Entries shown:
++++++++++++++++++++
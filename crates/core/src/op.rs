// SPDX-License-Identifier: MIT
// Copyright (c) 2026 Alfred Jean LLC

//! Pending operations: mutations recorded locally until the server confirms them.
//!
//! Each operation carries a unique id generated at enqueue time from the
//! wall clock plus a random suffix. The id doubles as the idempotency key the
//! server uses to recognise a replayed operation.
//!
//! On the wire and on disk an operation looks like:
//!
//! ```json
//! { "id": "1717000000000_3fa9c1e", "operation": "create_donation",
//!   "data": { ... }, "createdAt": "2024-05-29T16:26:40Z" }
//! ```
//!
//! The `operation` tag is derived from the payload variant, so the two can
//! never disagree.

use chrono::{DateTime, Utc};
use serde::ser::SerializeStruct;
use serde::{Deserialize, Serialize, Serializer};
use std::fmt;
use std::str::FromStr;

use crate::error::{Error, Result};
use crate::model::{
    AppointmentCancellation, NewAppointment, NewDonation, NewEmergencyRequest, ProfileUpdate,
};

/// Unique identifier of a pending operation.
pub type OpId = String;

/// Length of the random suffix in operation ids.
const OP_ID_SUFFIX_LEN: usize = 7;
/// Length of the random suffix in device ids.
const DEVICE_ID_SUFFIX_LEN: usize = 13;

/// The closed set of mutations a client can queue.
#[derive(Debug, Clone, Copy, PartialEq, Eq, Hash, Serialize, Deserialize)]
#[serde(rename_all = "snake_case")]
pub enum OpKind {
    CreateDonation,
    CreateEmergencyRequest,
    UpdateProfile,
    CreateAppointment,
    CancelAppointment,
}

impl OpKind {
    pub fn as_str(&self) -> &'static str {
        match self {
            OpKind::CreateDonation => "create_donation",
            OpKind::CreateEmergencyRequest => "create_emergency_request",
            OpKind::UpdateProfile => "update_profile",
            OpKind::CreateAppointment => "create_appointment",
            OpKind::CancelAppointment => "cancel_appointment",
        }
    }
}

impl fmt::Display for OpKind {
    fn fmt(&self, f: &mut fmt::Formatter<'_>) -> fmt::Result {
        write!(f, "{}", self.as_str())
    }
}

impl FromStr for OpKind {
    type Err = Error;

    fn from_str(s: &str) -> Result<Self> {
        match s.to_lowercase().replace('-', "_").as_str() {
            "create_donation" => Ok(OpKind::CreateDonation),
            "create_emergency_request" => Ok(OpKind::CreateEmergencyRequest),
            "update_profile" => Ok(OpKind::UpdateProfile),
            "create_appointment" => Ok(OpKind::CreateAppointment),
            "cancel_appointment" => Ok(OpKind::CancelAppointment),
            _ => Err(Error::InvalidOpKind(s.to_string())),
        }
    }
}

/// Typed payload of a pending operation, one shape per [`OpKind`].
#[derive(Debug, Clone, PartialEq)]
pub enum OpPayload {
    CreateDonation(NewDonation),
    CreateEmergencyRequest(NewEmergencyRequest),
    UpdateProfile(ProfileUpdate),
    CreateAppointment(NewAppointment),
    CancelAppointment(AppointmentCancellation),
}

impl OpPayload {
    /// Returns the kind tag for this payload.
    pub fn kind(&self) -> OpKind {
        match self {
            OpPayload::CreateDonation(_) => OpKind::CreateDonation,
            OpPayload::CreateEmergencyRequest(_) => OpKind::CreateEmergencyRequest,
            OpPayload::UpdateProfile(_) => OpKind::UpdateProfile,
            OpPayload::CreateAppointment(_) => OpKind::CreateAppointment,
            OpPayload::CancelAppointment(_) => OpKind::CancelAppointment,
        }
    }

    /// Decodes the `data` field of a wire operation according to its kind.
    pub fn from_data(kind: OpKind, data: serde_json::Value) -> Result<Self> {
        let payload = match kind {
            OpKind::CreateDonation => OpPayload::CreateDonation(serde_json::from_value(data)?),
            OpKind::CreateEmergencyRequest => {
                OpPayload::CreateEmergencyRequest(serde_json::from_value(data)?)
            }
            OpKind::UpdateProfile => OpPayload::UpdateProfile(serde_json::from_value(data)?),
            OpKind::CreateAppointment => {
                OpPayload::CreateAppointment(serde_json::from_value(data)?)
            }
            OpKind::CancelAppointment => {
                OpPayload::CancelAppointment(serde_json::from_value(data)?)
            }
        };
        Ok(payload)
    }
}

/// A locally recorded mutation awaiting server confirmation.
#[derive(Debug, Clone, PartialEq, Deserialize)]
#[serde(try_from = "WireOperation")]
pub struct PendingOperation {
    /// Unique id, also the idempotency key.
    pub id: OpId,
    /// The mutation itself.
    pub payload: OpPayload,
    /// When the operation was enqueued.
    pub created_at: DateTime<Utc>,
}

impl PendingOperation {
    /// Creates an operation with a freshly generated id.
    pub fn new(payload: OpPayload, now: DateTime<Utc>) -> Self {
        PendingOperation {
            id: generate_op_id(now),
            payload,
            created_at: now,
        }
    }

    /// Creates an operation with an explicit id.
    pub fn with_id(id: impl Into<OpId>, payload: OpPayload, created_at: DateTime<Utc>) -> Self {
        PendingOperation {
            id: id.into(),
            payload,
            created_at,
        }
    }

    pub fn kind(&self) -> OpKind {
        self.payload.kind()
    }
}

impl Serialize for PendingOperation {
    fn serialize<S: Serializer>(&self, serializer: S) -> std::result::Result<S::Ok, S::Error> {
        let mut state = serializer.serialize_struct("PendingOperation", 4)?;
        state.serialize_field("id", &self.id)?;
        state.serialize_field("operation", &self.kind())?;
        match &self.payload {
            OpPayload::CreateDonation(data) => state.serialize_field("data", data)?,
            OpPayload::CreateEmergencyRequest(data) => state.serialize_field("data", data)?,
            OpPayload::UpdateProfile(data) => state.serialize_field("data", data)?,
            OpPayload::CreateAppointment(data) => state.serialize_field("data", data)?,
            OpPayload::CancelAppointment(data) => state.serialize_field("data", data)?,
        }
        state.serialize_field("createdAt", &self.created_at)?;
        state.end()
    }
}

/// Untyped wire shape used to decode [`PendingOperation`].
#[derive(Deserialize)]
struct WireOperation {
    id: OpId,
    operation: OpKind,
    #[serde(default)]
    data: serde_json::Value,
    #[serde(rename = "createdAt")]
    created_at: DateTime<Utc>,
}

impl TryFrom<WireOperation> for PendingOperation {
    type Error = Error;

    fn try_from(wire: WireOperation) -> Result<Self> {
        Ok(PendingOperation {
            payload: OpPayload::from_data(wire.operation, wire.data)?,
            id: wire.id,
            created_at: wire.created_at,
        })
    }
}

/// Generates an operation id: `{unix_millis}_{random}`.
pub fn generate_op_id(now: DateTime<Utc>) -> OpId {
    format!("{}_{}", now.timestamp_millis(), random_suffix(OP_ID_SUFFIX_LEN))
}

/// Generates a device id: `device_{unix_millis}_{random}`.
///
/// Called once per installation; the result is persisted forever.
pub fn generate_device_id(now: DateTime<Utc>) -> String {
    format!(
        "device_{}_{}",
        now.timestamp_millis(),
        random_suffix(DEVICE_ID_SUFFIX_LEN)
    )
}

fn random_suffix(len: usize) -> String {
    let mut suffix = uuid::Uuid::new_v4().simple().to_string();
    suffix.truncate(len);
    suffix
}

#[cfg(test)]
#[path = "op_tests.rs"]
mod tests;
++++++++++++++++++++
Problem statement:
Take every line in the preceding listing that contains "mutations" and copy it.

Task result:
//! Pending operations: mutations recorded locally until the server confirms them.
/// The closed set of mutations a client can queue.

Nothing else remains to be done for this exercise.